#### What to do:
Line by line, restate the listing below without any change.

%%

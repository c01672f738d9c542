//! Network channels: history fetch, send, and the live event stream.
//!
//! Every inbound payload is normalized into a [`Message`] before it leaves
//! this module; malformed entries are logged and skipped, never fatal.

use std::pin::Pin;
use std::time::Duration;

use async_stream::stream;
use async_trait::async_trait;
use futures_util::{Stream, StreamExt};
use serde_json::Value;
use tracing::{debug, warn, Level};
use valezap_observability::{emit_event, ObservabilityEvent, ProcessKind};
use valezap_types::{ConversationKey, HistoryResponse, Message, SendRequest, SendResponse, WireMessage};

use crate::config::{ClientConfig, HISTORY_PATH, SEND_PATH, STREAM_PATH};
use crate::error::SyncError;
use crate::sse::SseDecoder;

/// Live messages in arrival order. The stream ends after yielding exactly one
/// `Err`; a clean server close is reported as [`SyncError::Stream`] too.
pub type MessageStream = Pin<Box<dyn Stream<Item = Result<Message, SyncError>> + Send>>;

/// What a successful send brought back. Either part may be absent.
#[derive(Debug, Clone, Default, PartialEq)]
pub struct SendOutcome {
    pub record: Option<Message>,
    pub reply: Option<Message>,
}

#[async_trait]
pub trait ChatTransport: Send + Sync {
    async fn fetch_history(&self, conversation: &ConversationKey) -> Result<Vec<Message>, SyncError>;

    async fn send(&self, conversation: &ConversationKey, text: &str) -> Result<SendOutcome, SyncError>;

    async fn open_stream(&self, conversation: &ConversationKey) -> Result<MessageStream, SyncError>;
}

fn add_auth(rb: reqwest::RequestBuilder, api_key: &str) -> reqwest::RequestBuilder {
    if api_key.is_empty() {
        rb
    } else {
        rb.header("x-api-key", api_key)
    }
}

fn conversation_query(conversation: &ConversationKey) -> [(&'static str, &str); 2] {
    [
        ("sessao", conversation.session_id.as_str()),
        ("player", conversation.player_id.as_str()),
    ]
}

/// Log a payload that could not be turned into a message.
fn report_malformed(process: ProcessKind, conversation: &ConversationKey, source: &str, detail: &str) {
    warn!("skipping malformed {source} payload: {detail}");
    emit_event(
        Level::WARN,
        process,
        ObservabilityEvent {
            event: "payload.malformed",
            component: source,
            session_id: Some(&conversation.session_id),
            player_id: Some(&conversation.player_id),
            error_code: Some("MALFORMED_PAYLOAD"),
            detail: Some(detail),
            ..Default::default()
        },
    );
}

fn value_to_message(value: Value, conversation: &ConversationKey) -> Result<Option<Message>, serde_json::Error> {
    Ok(WireMessage::parse(value)?.into_message(conversation))
}

/// reqwest-backed transport against the Valezap HTTP API.
#[derive(Clone)]
pub struct HttpTransport {
    base_url: String,
    api_key: String,
    client: reqwest::Client,
    stream_client: reqwest::Client,
    process: ProcessKind,
}

impl HttpTransport {
    pub fn new(config: &ClientConfig) -> Result<Self, SyncError> {
        let client = reqwest::Client::builder()
            .connect_timeout(Duration::from_secs(10))
            .timeout(config.send_timeout)
            .build()?;
        // No overall timeout: the stream is meant to stay open.
        let stream_client = reqwest::Client::builder()
            .connect_timeout(Duration::from_secs(10))
            .build()?;
        Ok(Self {
            base_url: config.base_url().to_string(),
            api_key: config.api_key.clone(),
            client,
            stream_client,
            process: ProcessKind::Chat,
        })
    }

    pub fn with_process(mut self, process: ProcessKind) -> Self {
        self.process = process;
        self
    }

    pub fn base_url(&self) -> &str {
        &self.base_url
    }

    fn url(&self, path: &str) -> String {
        format!("{}{path}", self.base_url)
    }

    async fn check_status(resp: reqwest::Response) -> Result<reqwest::Response, SyncError> {
        let status = resp.status();
        if status.is_success() {
            return Ok(resp);
        }
        let body = resp.text().await.unwrap_or_default();
        Err(SyncError::Status {
            status: status.as_u16(),
            body: truncate(&body, 300),
        })
    }
}

fn truncate(text: &str, max_chars: usize) -> String {
    match text.char_indices().nth(max_chars) {
        Some((idx, _)) => format!("{}...", &text[..idx]),
        None => text.to_string(),
    }
}

#[async_trait]
impl ChatTransport for HttpTransport {
    async fn fetch_history(&self, conversation: &ConversationKey) -> Result<Vec<Message>, SyncError> {
        let resp = self
            .client
            .get(self.url(HISTORY_PATH))
            .query(&conversation_query(conversation))
            .send()
            .await?;
        let body = Self::check_status(resp).await?.text().await?;
        let page: HistoryResponse = serde_json::from_str(&body)?;

        let mut messages = Vec::new();
        for item in page.into_items() {
            match value_to_message(item, conversation) {
                Ok(Some(message)) => messages.push(message),
                Ok(None) => debug!("history entry without text skipped"),
                Err(e) => report_malformed(self.process, conversation, "history", &e.to_string()),
            }
        }
        Ok(messages)
    }

    async fn send(&self, conversation: &ConversationKey, text: &str) -> Result<SendOutcome, SyncError> {
        let resp = add_auth(self.client.post(self.url(SEND_PATH)), &self.api_key)
            .json(&SendRequest::new(conversation, text))
            .send()
            .await?;
        let body = Self::check_status(resp).await?.text().await?;

        // The server accepted the message; an unreadable body only loses the
        // echo, which the live stream delivers anyway.
        let parsed = match SendResponse::parse(&body) {
            Ok(parsed) => parsed,
            Err(e) => {
                report_malformed(self.process, conversation, "send", &e.to_string());
                return Ok(SendOutcome::default());
            }
        };

        let convert = |value: Option<&Value>| {
            let value = value?.clone();
            match value_to_message(value, conversation) {
                Ok(message) => message,
                Err(e) => {
                    report_malformed(self.process, conversation, "send", &e.to_string());
                    None
                }
            }
        };
        let record = convert(parsed.record());
        let reply = convert(parsed.reply());
        Ok(SendOutcome { record, reply })
    }

    async fn open_stream(&self, conversation: &ConversationKey) -> Result<MessageStream, SyncError> {
        let resp = self
            .stream_client
            .get(self.url(STREAM_PATH))
            .query(&conversation_query(conversation))
            .header("Accept", "text/event-stream")
            .send()
            .await?;
        let resp = Self::check_status(resp).await?;

        let conversation = conversation.clone();
        let process = self.process;
        let mut bytes = resp.bytes_stream();
        let stream = stream! {
            let mut decoder = SseDecoder::new();
            loop {
                let chunk = match bytes.next().await {
                    Some(Ok(chunk)) => chunk,
                    Some(Err(e)) => {
                        yield Err(SyncError::Stream(e.to_string()));
                        break;
                    }
                    None => {
                        yield Err(SyncError::Stream("server closed the event stream".to_string()));
                        break;
                    }
                };
                for payload in decoder.push(&chunk) {
                    match WireMessage::parse_str(&payload) {
                        Ok(wire) => match wire.into_message(&conversation) {
                            Some(message) => yield Ok(message),
                            None => debug!("stream event without text skipped"),
                        },
                        Err(e) => report_malformed(process, &conversation, "stream", &e.to_string()),
                    }
                }
            }
        };
        Ok(Box::pin(stream))
    }
}

#[cfg(test)]
mod tests {
    use super::*;

    #[test]
    fn truncate_respects_char_boundaries() {
        assert_eq!(truncate("short", 10), "short");
        assert_eq!(truncate("ééééé", 2), "éé...");
    }

    #[test]
    fn api_key_is_optional() {
        let client = reqwest::Client::new();
        let req = add_auth(client.get("http://localhost/"), "").build().unwrap();
        assert!(req.headers().get("x-api-key").is_none());
        let req = add_auth(client.get("http://localhost/"), "k1").build().unwrap();
        assert_eq!(req.headers().get("x-api-key").unwrap(), "k1");
    }

    #[test]
    fn query_uses_backend_parameter_names() {
        let key = ConversationKey::new("s1", "p1");
        let q = conversation_query(&key);
        assert_eq!(q, [("sessao", "s1"), ("player", "p1")]);
    }
}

%%

#### Solution to this problem:
repository c01672f738d9c542
//! Network channels: history fetch, send, and the live event stream.
//!
//! Every inbound payload is normalized into a [`Message`] before it leaves
//! this module; malformed entries are logged and skipped, never fatal.

use std::pin::Pin;
use std::time::Duration;

use async_stream::stream;
use async_trait::async_trait;
use futures_util::{Stream, StreamExt};
use serde_json::Value;
use tracing::{debug, warn, Level};
use valezap_observability::{emit_event, ObservabilityEvent, ProcessKind};
use valezap_types::{ConversationKey, HistoryResponse, Message, SendRequest, SendResponse, WireMessage};

use crate::config::{ClientConfig, HISTORY_PATH, SEND_PATH, STREAM_PATH};
use crate::error::SyncError;
use crate::sse::SseDecoder;

/// Live messages in arrival order. The stream ends after yielding exactly one
/// `Err`; a clean server close is reported as [`SyncError::Stream`] too.
pub type MessageStream = Pin<Box<dyn Stream<Item = Result<Message, SyncError>> + Send>>;

/// What a successful send brought back. Either part may be absent.
#[derive(Debug, Clone, Default, PartialEq)]
pub struct SendOutcome {
    pub record: Option<Message>,
    pub reply: Option<Message>,
}

#[async_trait]
pub trait ChatTransport: Send + Sync {
    async fn fetch_history(&self, conversation: &ConversationKey) -> Result<Vec<Message>, SyncError>;

    async fn send(&self, conversation: &ConversationKey, text: &str) -> Result<SendOutcome, SyncError>;

    async fn open_stream(&self, conversation: &ConversationKey) -> Result<MessageStream, SyncError>;
}

fn add_auth(rb: reqwest::RequestBuilder, api_key: &str) -> reqwest::RequestBuilder {
    if api_key.is_empty() {
        rb
    } else {
        rb.header("x-api-key", api_key)
    }
}

fn conversation_query(conversation: &ConversationKey) -> [(&'static str, &str); 2] {
    [
        ("sessao", conversation.session_id.as_str()),
        ("player", conversation.player_id.as_str()),
    ]
}

/// Log a payload that could not be turned into a message.
fn report_malformed(process: ProcessKind, conversation: &ConversationKey, source: &str, detail: &str) {
    warn!("skipping malformed {source} payload: {detail}");
    emit_event(
        Level::WARN,
        process,
        ObservabilityEvent {
            event: "payload.malformed",
            component: source,
            session_id: Some(&conversation.session_id),
            player_id: Some(&conversation.player_id),
            error_code: Some("MALFORMED_PAYLOAD"),
            detail: Some(detail),
            ..Default::default()
        },
    );
}

fn value_to_message(value: Value, conversation: &ConversationKey) -> Result<Option<Message>, serde_json::Error> {
    Ok(WireMessage::parse(value)?.into_message(conversation))
}

/// reqwest-backed transport against the Valezap HTTP API.
#[derive(Clone)]
pub struct HttpTransport {
    base_url: String,
    api_key: String,
    client: reqwest::Client,
    stream_client: reqwest::Client,
    process: ProcessKind,
}

impl HttpTransport {
    pub fn new(config: &ClientConfig) -> Result<Self, SyncError> {
        let client = reqwest::Client::builder()
            .connect_timeout(Duration::from_secs(10))
            .timeout(config.send_timeout)
            .build()?;
        // No overall timeout: the stream is meant to stay open.
        let stream_client = reqwest::Client::builder()
            .connect_timeout(Duration::from_secs(10))
            .build()?;
        Ok(Self {
            base_url: config.base_url().to_string(),
            api_key: config.api_key.clone(),
            client,
            stream_client,
            process: ProcessKind::Chat,
        })
    }

    pub fn with_process(mut self, process: ProcessKind) -> Self {
        self.process = process;
        self
    }

    pub fn base_url(&self) -> &str {
        &self.base_url
    }

    fn url(&self, path: &str) -> String {
        format!("{}{path}", self.base_url)
    }

    async fn check_status(resp: reqwest::Response) -> Result<reqwest::Response, SyncError> {
        let status = resp.status();
        if status.is_success() {
            return Ok(resp);
        }
        let body = resp.text().await.unwrap_or_default();
        Err(SyncError::Status {
            status: status.as_u16(),
            body: truncate(&body, 300),
        })
    }
}

fn truncate(text: &str, max_chars: usize) -> String {
    match text.char_indices().nth(max_chars) {
        Some((idx, _)) => format!("{}...", &text[..idx]),
        None => text.to_string(),
    }
}

#[async_trait]
impl ChatTransport for HttpTransport {
    async fn fetch_history(&self, conversation: &ConversationKey) -> Result<Vec<Message>, SyncError> {
        let resp = self
            .client
            .get(self.url(HISTORY_PATH))
            .query(&conversation_query(conversation))
            .send()
            .await?;
        let body = Self::check_status(resp).await?.text().await?;
        let page: HistoryResponse = serde_json::from_str(&body)?;

        let mut messages = Vec::new();
        for item in page.into_items() {
            match value_to_message(item, conversation) {
                Ok(Some(message)) => messages.push(message),
                Ok(None) => debug!("history entry without text skipped"),
                Err(e) => report_malformed(self.process, conversation, "history", &e.to_string()),
            }
        }
        Ok(messages)
    }

    async fn send(&self, conversation: &ConversationKey, text: &str) -> Result<SendOutcome, SyncError> {
        let resp = add_auth(self.client.post(self.url(SEND_PATH)), &self.api_key)
            .json(&SendRequest::new(conversation, text))
            .send()
            .await?;
        let body = Self::check_status(resp).await?.text().await?;

        // The server accepted the message; an unreadable body only loses the
        // echo, which the live stream delivers anyway.
        let parsed = match SendResponse::parse(&body) {
            Ok(parsed) => parsed,
            Err(e) => {
                report_malformed(self.process, conversation, "send", &e.to_string());
                return Ok(SendOutcome::default());
            }
        };

        let convert = |value: Option<&Value>| {
            let value = value?.clone();
            match value_to_message(value, conversation) {
                Ok(message) => message,
                Err(e) => {
                    report_malformed(self.process, conversation, "send", &e.to_string());
                    None
                }
            }
        };
        let record = convert(parsed.record());
        let reply = convert(parsed.reply());
        Ok(SendOutcome { record, reply })
    }

    async fn open_stream(&self, conversation: &ConversationKey) -> Result<MessageStream, SyncError> {
        let resp = self
            .stream_client
            .get(self.url(STREAM_PATH))
            .query(&conversation_query(conversation))
            .header("Accept", "text/event-stream")
            .send()
            .await?;
        let resp = Self::check_status(resp).await?;

        let conversation = conversation.clone();
        let process = self.process;
        let mut bytes = resp.bytes_stream();
        let stream = stream! {
            let mut decoder = SseDecoder::new();
            loop {
                let chunk = match bytes.next().await {
                    Some(Ok(chunk)) => chunk,
                    Some(Err(e)) => {
                        yield Err(SyncError::Stream(e.to_string()));
                        break;
                    }
                    None => {
                        yield Err(SyncError::Stream("server closed the event stream".to_string()));
                        break;
                    }
                };
                for payload in decoder.push(&chunk) {
                    match WireMessage::parse_str(&payload) {
                        Ok(wire) => match wire.into_message(&conversation) {
                            Some(message) => yield Ok(message),
                            None => debug!("stream event without text skipped"),
                        },
                        Err(e) => report_malformed(process, &conversation, "stream", &e.to_string()),
                    }
                }
            }
        };
        Ok(Box::pin(stream))
    }
}

#[cfg(test)]
mod tests {
    use super::*;

    #[test]
    fn truncate_respects_char_boundaries() {
        assert_eq!(truncate("short", 10), "short");
        assert_eq!(truncate("ééééé", 2), "éé...");
    }

    #[test]
    fn api_key_is_optional() {
        let client = reqwest::Client::new();
        let req = add_auth(client.get("http://localhost/"), "").build().unwrap();
        assert!(req.headers().get("x-api-key").is_none());
        let req = add_auth(client.get("http://localhost/"), "k1").build().unwrap();
        assert_eq!(req.headers().get("x-api-key").unwrap(), "k1");
    }

    #[test]
    fn query_uses_backend_parameter_names() {
        let key = ConversationKey::new("s1", "p1");
        let q = conversation_query(&key);
        assert_eq!(q, [("sessao", "s1"), ("player", "p1")]);
    }
}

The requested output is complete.